Kompleks Mandalay Royal Palace dari Menara Pengintai
Kompleks istana diisi beberapa bangunan dalam kelompok-kelompok terpisah. Bangunan-bangunan tersebut tidak digunakan lagi. Hanya menjadi tempat kunjungan wisatawan lokal dan manca negara. Bangunan utama terletak di tengah-tengah menghadap gerbang masuk. Bangunan ini terdiri dari beberapa bagian dengan fungsi masing-masing. Bagian paling depan yang berbatasan dengan halaman dan gerbang masuk adalah pelataran / teras terbuka dengan puluhan tiang yang 2/3 bagiannya berwarna kuning emas, sedangkan 1.3 sisanya di bagian bawah berwarna hitam. Tiang-tiang ini menopang atap berukir di ketinggian sekitar 2,5 meter. Bagian kedua yang terhubung dengan teras adalah aula atau balairung. Di ruangan ini terpasang patung lilin raja dan ratu yang sedang duduk di singgasana mereka. Lantai dan dinding bangunan terbuat dari kayu berwarna merah maroon. Atap bangunan dibuat bertingkat-tingkat dan ditutupi penutup berwarna merah maroon juga. Pinggiran dari masing-masing tingkat atap dicat warna kuning emas. Bentuk atap dan warnanya dibuat seragam untuk kelompok-kelompok bangunan lain dalam kompleks tersebut yang dibangun di sebelah kiri dan belakang istana. Bangunan utama memiliki atap bertingkat lima dengan pinggiran berwarna kuning emas, sedangkan bagunan lainnya dalam kompleks tersebut hanya memiliki atap bertingkat 2 atau 3, tanpa cat warna kuning keemasan.

Menara Pengintai
Saya melangkah masuk dan berkeliling mengamat-amati dan mengambil beberapa foto. Dari balairung, saya terus masuk ke bagian dalam yang adalah ruang tidur raja. Rung ini dilengkapi tempat tidur kecil berukuran lebar sekitar 1 meter. Pinggiran tempat tidur dari kaki hingga kepala dipenuhi ukiran berwarna silver dan kuning emas. Tiang-tiang juga diukir dalam pola dan warna yang sama. Saya mengambil beberapa foto kemudian berjalan terus ke belakang. Setelah tiba di ujung belakang bangunan utama, saya belok kiri ke halaman berumput hijau. Di bagian ini terdapat beberapa bangunan lain dalam arsitektur Eropa berwarna putih. Dinding kedua bangunan tersebut terbuat dari batako dan semen yang berbeda dengan bangunan utama istana serta beberapa bangunan lain di sisi kanan istana yang semuanya terbuat dari kayu berwarna merah maroon. Selain kedua bangunan tersebut, di sudut kanan depan kanan istana dekat pagar pembatasnya terdapat 1 menara pengintai berbentuk silinder (bulat lonjong) berwarna merah maroon. Saya berjalanan ke menara tersebut dan mendaki tangga berputar dari bilah-bilah papan menuju puncak menara. Puncak menara ditutupi atap berukir dan berwarna kuning emas. Pemandangan dari atas menara sangat indah. Saya bisa menikmati kota Mandalay di kejauhan maupun bangunan lainnya dalam  kompleks istana tersebut. Saya mengambil beberapa foto di sini dan juga ke beberapa bagian istana dan juga lingkungan sekitar. Saya kemudian turun setelah berada di puncak menara sekitar 15 menit menikmati pemandangan dan sepoi angin. Sambil turun, saya menghitung 150 anak tangga dari puncak sampai dasar menara dimana kaki saya kembali menapak ke rerumputan hijau.

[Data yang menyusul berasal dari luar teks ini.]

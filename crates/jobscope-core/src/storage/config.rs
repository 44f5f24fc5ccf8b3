//! TOML-based application configuration.
//!
//! Stores:
//! - Energy matrix weights and thresholds (`[matrix.weights]`, `[matrix.thresholds]`)
//! - Evaluation behavior (`[evaluation]`)
//!
//! Configuration is stored at `<data_dir>/config.toml`.

use serde::{Deserialize, Serialize};
use std::path::{Path, PathBuf};

use super::data_dir;
use crate::energy::MatrixConfig;
use crate::error::{ConfigError, CoreError, Result};

/// Evaluation behavior.
#[derive(Debug, Clone, PartialEq, Eq, Serialize, Deserialize)]
pub struct EvaluationConfig {
    /// Print an advisory when a stored evaluation used an older profile.
    #[serde(default = "default_true")]
    pub warn_on_stale_profile: bool,
    /// Store evaluations after `matrix classify --company` without `--save`.
    #[serde(default)]
    pub auto_save: bool,
}

/// Application configuration.
///
/// Serialized to/from TOML at `<data_dir>/config.toml`.
#[derive(Debug, Clone, PartialEq, Eq, Serialize, Deserialize, Default)]
pub struct Config {
    #[serde(default)]
    pub matrix: MatrixConfig,
    #[serde(default)]
    pub evaluation: EvaluationConfig,
}

fn default_true() -> bool {
    true
}

impl Default for EvaluationConfig {
    fn default() -> Self {
        Self {
            warn_on_stale_profile: true,
            auto_save: false,
        }
    }
}

impl Config {
    fn get_json_value_by_path<'a>(
        root: &'a serde_json::Value,
        key: &str,
    ) -> Option<&'a serde_json::Value> {
        if key.is_empty() {
            return None;
        }

        let mut current = root;
        for part in key.split('.') {
            current = current.get(part)?;
        }
        Some(current)
    }

    fn set_json_value_by_path(
        root: &mut serde_json::Value,
        key: &str,
        value: &str,
    ) -> std::result::Result<(), ConfigError> {
        let invalid = |message: String| ConfigError::InvalidValue {
            key: key.to_string(),
            message,
        };

        if key.is_empty() {
            return Err(ConfigError::UnknownKey(key.to_string()));
        }

        let mut parts = key.split('.').peekable();
        let mut current = root;
        while let Some(part) = parts.next() {
            if parts.peek().is_none() {
                let obj = current
                    .as_object_mut()
                    .ok_or_else(|| ConfigError::UnknownKey(key.to_string()))?;
                let existing = obj
                    .get(part)
                    .ok_or_else(|| ConfigError::UnknownKey(key.to_string()))?;

                let new_value = match existing {
                    serde_json::Value::Bool(_) => serde_json::Value::Bool(
                        value
                            .parse::<bool>()
                            .map_err(|_| invalid(format!("cannot parse '{value}' as bool")))?,
                    ),
                    serde_json::Value::Number(_) => {
                        let n = value
                            .parse::<i64>()
                            .map_err(|_| invalid(format!("cannot parse '{value}' as integer")))?;
                        serde_json::Value::Number(n.into())
                    }
                    serde_json::Value::Object(_) | serde_json::Value::Array(_) => {
                        return Err(invalid("cannot set a whole table; use a nested key".into()));
                    }
                    _ => serde_json::Value::String(value.into()),
                };

                obj.insert(part.to_string(), new_value);
                return Ok(());
            }

            current = current
                .get_mut(part)
                .ok_or_else(|| ConfigError::UnknownKey(key.to_string()))?;
        }

        Err(ConfigError::UnknownKey(key.to_string()))
    }

    /// Default location inside the data directory.
    pub fn path() -> Result<PathBuf> {
        Ok(data_dir()?.join("config.toml"))
    }

    /// Load from the data directory, writing defaults when absent.
    ///
    /// # Errors
    ///
    /// Returns an error if the config file exists but cannot be parsed or
    /// fails validation, or if the default config cannot be written to disk.
    pub fn load() -> Result<Self> {
        Self::load_from(&Self::path()?)
    }

    pub fn load_from(path: &Path) -> Result<Self> {
        match std::fs::read_to_string(path) {
            Ok(content) => {
                let cfg: Config = toml::from_str(&content).map_err(|e| ConfigError::LoadFailed {
                    path: path.to_path_buf(),
                    message: e.to_string(),
                })?;
                cfg.matrix.validate()?;
                Ok(cfg)
            }
            Err(e) if e.kind() == std::io::ErrorKind::NotFound => {
                let cfg = Self::default();
                cfg.save_to(path)?;
                Ok(cfg)
            }
            Err(e) => Err(CoreError::Io(e)),
        }
    }

    /// Persist to the data directory.
    pub fn save(&self) -> Result<()> {
        self.save_to(&Self::path()?)
    }

    pub fn save_to(&self, path: &Path) -> Result<()> {
        let content = toml::to_string_pretty(self)?;
        std::fs::write(path, content).map_err(|e| ConfigError::SaveFailed {
            path: path.to_path_buf(),
            message: e.to_string(),
        })?;
        Ok(())
    }

    /// Every settable key with its current value, in key order.
    pub fn entries(&self) -> Vec<(String, String)> {
        fn walk(prefix: &str, value: &serde_json::Value, out: &mut Vec<(String, String)>) {
            match value {
                serde_json::Value::Object(map) => {
                    for (name, child) in map {
                        let key = if prefix.is_empty() {
                            name.clone()
                        } else {
                            format!("{prefix}.{name}")
                        };
                        walk(&key, child, out);
                    }
                }
                serde_json::Value::String(s) => out.push((prefix.to_string(), s.clone())),
                other => out.push((prefix.to_string(), other.to_string())),
            }
        }

        let mut out = Vec::new();
        if let Ok(json) = serde_json::to_value(self) {
            walk("", &json, &mut out);
        }
        out.sort();
        out
    }

    /// Get a config value as string by dot-separated key.
    pub fn get(&self, key: &str) -> Option<String> {
        let json = serde_json::to_value(self).ok()?;
        let val = Self::get_json_value_by_path(&json, key)?;
        match val {
            serde_json::Value::String(s) => Some(s.clone()),
            other => Some(other.to_string()),
        }
    }

    /// Set a value by dot-separated key without persisting.
    ///
    /// # Errors
    ///
    /// Returns an error if the key is unknown, the value cannot be parsed, or
    /// the resulting matrix configuration is invalid. `self` is unchanged on
    /// error.
    pub fn apply(&mut self, key: &str, value: &str) -> Result<()> {
        let mut json = serde_json::to_value(&*self)?;
        Self::set_json_value_by_path(&mut json, key, value)?;
        let next: Config = serde_json::from_value(json)?;
        next.matrix.validate()?;
        *self = next;
        Ok(())
    }

    /// Set a value by key and save.
    pub fn set(&mut self, key: &str, value: &str) -> Result<()> {
        self.apply(key, value)?;
        self.save()
    }
}
//! Synthesis aggregator.
//!
//! Turns classified tasks into a time distribution per quadrant, checks it
//! against the sustainability thresholds and derives a rating.
//!
//! Percentages are the raw sums of each task's resolved time share. They are
//! never rescaled, so a distribution may total more or less than 100.

use serde::{Deserialize, Serialize};

use super::config::SustainabilityThresholds;
use super::levels::{Quadrant, SustainabilityRating, Zone};
use super::profile::Profile;
use super::task::TaskImplication;

/// Time share and task count of one quadrant.
#[derive(Debug, Clone, Copy, PartialEq, Eq, Serialize, Deserialize)]
pub struct QuadrantBucket {
    pub zone: Zone,
    pub percentage: u32,
    pub task_count: usize,
}

impl QuadrantBucket {
    fn empty(quadrant: Quadrant) -> Self {
        Self {
            zone: quadrant.zone(),
            percentage: 0,
            task_count: 0,
        }
    }
}

#[derive(Debug, Clone, Copy, PartialEq, Eq, Serialize, Deserialize)]
pub struct QuadrantDistribution {
    pub mutual: QuadrantBucket,
    pub sparingly: QuadrantBucket,
    pub burnout: QuadrantBucket,
    pub help_mentoring: QuadrantBucket,
}

impl Default for QuadrantDistribution {
    fn default() -> Self {
        Self {
            mutual: QuadrantBucket::empty(Quadrant::Mutual),
            sparingly: QuadrantBucket::empty(Quadrant::Sparingly),
            burnout: QuadrantBucket::empty(Quadrant::Burnout),
            help_mentoring: QuadrantBucket::empty(Quadrant::HelpMentoring),
        }
    }
}

impl QuadrantDistribution {
    pub fn get(&self, quadrant: Quadrant) -> &QuadrantBucket {
        match quadrant {
            Quadrant::Mutual => &self.mutual,
            Quadrant::Sparingly => &self.sparingly,
            Quadrant::Burnout => &self.burnout,
            Quadrant::HelpMentoring => &self.help_mentoring,
        }
    }

    fn get_mut(&mut self, quadrant: Quadrant) -> &mut QuadrantBucket {
        match quadrant {
            Quadrant::Mutual => &mut self.mutual,
            Quadrant::Sparingly => &mut self.sparingly,
            Quadrant::Burnout => &mut self.burnout,
            Quadrant::HelpMentoring => &mut self.help_mentoring,
        }
    }

    /// Sparingly plus help_mentoring.
    pub fn yellow_percentage(&self) -> u32 {
        self.sparingly.percentage + self.help_mentoring.percentage
    }

    pub fn total_percentage(&self) -> u32 {
        Quadrant::ALL.iter().map(|q| self.get(*q).percentage).sum()
    }

    pub fn total_tasks(&self) -> usize {
        Quadrant::ALL.iter().map(|q| self.get(*q).task_count).sum()
    }
}

/// Outcome of the three threshold checks.
#[derive(Debug, Clone, Copy, PartialEq, Eq, Serialize, Deserialize)]
pub struct ThresholdChecks {
    pub meets_green_minimum: bool,
    pub exceeds_red_maximum: bool,
    pub exceeds_yellow_maximum: bool,
}

/// Aggregate verdict over all classified tasks of one evaluation.
#[derive(Debug, Clone, PartialEq, Eq, Serialize, Deserialize)]
pub struct EnergySynthesis {
    pub distribution: QuadrantDistribution,
    pub thresholds: ThresholdChecks,
    pub sustainability: SustainabilityRating,
    pub decision_factors: Vec<String>,
}

/// Aggregator carrying its thresholds.
#[derive(Debug, Clone, Default)]
pub struct SynthesisAggregator {
    thresholds: SustainabilityThresholds,
}

impl SynthesisAggregator {
    pub fn new(thresholds: SustainabilityThresholds) -> Self {
        Self { thresholds }
    }

    pub fn thresholds(&self) -> &SustainabilityThresholds {
        &self.thresholds
    }

    /// Aggregate classified tasks. Tasks without a quadrant are skipped.
    pub fn generate(&self, tasks: &[TaskImplication], profile: &Profile) -> EnergySynthesis {
        let mut distribution = QuadrantDistribution::default();
        let mut unclassified = 0usize;
        for task in tasks {
            let Some(quadrant) = task.quadrant else {
                unclassified += 1;
                continue;
            };
            let bucket = distribution.get_mut(quadrant);
            bucket.percentage += task.time_share.percent();
            bucket.task_count += 1;
        }

        let thresholds = self.check(&distribution);
        let sustainability = self.rate(&distribution, &thresholds);
        let decision_factors = self.decision_factors(&distribution, &thresholds);

        tracing::info!(
            profile_version = %profile.version,
            tasks = distribution.total_tasks(),
            unclassified,
            mutual = distribution.mutual.percentage,
            burnout = distribution.burnout.percentage,
            rating = %sustainability,
            "energy synthesis generated"
        );

        EnergySynthesis {
            distribution,
            thresholds,
            sustainability,
            decision_factors,
        }
    }

    fn check(&self, distribution: &QuadrantDistribution) -> ThresholdChecks {
        let t = &self.thresholds;
        ThresholdChecks {
            meets_green_minimum: distribution.mutual.percentage >= t.green_minimum,
            exceeds_red_maximum: distribution.burnout.percentage > t.red_maximum,
            exceeds_yellow_maximum: distribution.yellow_percentage() > t.yellow_maximum,
        }
    }

    fn rate(
        &self,
        distribution: &QuadrantDistribution,
        checks: &ThresholdChecks,
    ) -> SustainabilityRating {
        if checks.exceeds_red_maximum
            || distribution.mutual.percentage < self.thresholds.low_mutual_floor
        {
            SustainabilityRating::Low
        } else if checks.meets_green_minimum && !checks.exceeds_yellow_maximum {
            SustainabilityRating::High
        } else {
            SustainabilityRating::Medium
        }
    }

    fn decision_factors(
        &self,
        distribution: &QuadrantDistribution,
        checks: &ThresholdChecks,
    ) -> Vec<String> {
        let t = &self.thresholds;
        let mut factors = Vec::new();
        if checks.exceeds_red_maximum {
            factors.push(format!(
                "REJECT: {}% burnout quadrant exceeds {}% threshold",
                distribution.burnout.percentage, t.red_maximum
            ));
        }
        if checks.exceeds_yellow_maximum {
            factors.push(format!(
                "CAUTION: {}% yellow quadrants (sparingly + help_mentoring) exceed {}% threshold",
                distribution.yellow_percentage(),
                t.yellow_maximum
            ));
        }
        if !checks.meets_green_minimum {
            factors.push(format!(
                "CAUTION: {}% mutual quadrant is below {}% minimum",
                distribution.mutual.percentage, t.green_minimum
            ));
        }
        factors
    }
}

/// Aggregate with the default thresholds.
pub fn generate_synthesis(tasks: &[TaskImplication], profile: &Profile) -> EnergySynthesis {
    SynthesisAggregator::default().generate(tasks, profile)
}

Bangunan putih berarsitektur Eropa
Saya berjalan kembali ke gerbang menyusuri pelataran samping istana melewati salah satu bangunan putih bergaya Eropa. Sepertinya bangunan tersebut dihuni penjaga istana yang nampak dari sejumlah alat pertanian di teras samping dan juga pintu belakang yang terbuka memperlihatkan adanya denyut kehidupan dalam bangunan tersebut. Wikipedia menulis Royal Palace merupakan istana terakhir para raja Burma. Istana ini dibangun pada tahun 1857 - 1859 oleh Raja Mindon dan menjadi tempat tinggalnya serta tempat tinggal Raja Thibaw. Mereka berdua adalah ayah dan anak yang merupakan 2 raja terakhir kerajaan Burma. Istana dan benteng yang mengelilinginya diambil alih para tentara saat perang tahun 1885. Keluarga kerajaan ditangkap oleh para tentara tersebut. Bangunan aslinya hancur pada perang dunia II. Renovasi dan pembangunan kembali istana - yang saat ini saya nikmati - dilakukan pada tahun 1990an dengan beberapa bahan moderen.

Depan Biara Shwenandaw
Saat saya telah kembali masuk mobil, sopir menjalankan mobil tanpa bersuara. Kami  berpindah ke tempat wisata lain. Mobil keluar melalui jalan dan gerbang masuk menuju jalan utama, melewati jembatan yang melintas di atas kanal. Kompleks istana dikeliling kanal di keempat sisinya yang berfungsi sebagai pelindung serangan musuh. Saat bertemu jalan utama, mobil belok kiri mengarah ke perbukitan nun jauh di ufuk yang dikenal sebagai Mandalay hill. Sekitar 10 menit kemudian mobil belok kiri dan parkir di pinggir jalan satu bangunan tua berwarna coklat kehitaman. Sopir menunjuk dan mengangguk ke arah bangunan tersebut. Saya turun dan berjalan memasuki gerbang menuju loket yang dijaga 2 perempuan. Saya menunjukan tiket yang telah saya peroleh di gerbang masuk Royal Palace. Where do you come from, tanya perempuan itu. Indonesia, jawab saya singkat. Perempuan tersebut menuliskan informasi tersebut pada buku tamu yang dipegangnya. Mengisi tanggal pada tiket lalu mengembalikannya ke saya. Thanks, kata saya sambil beranjak menuju bangunan tua yang adalah biara Shwenandaw.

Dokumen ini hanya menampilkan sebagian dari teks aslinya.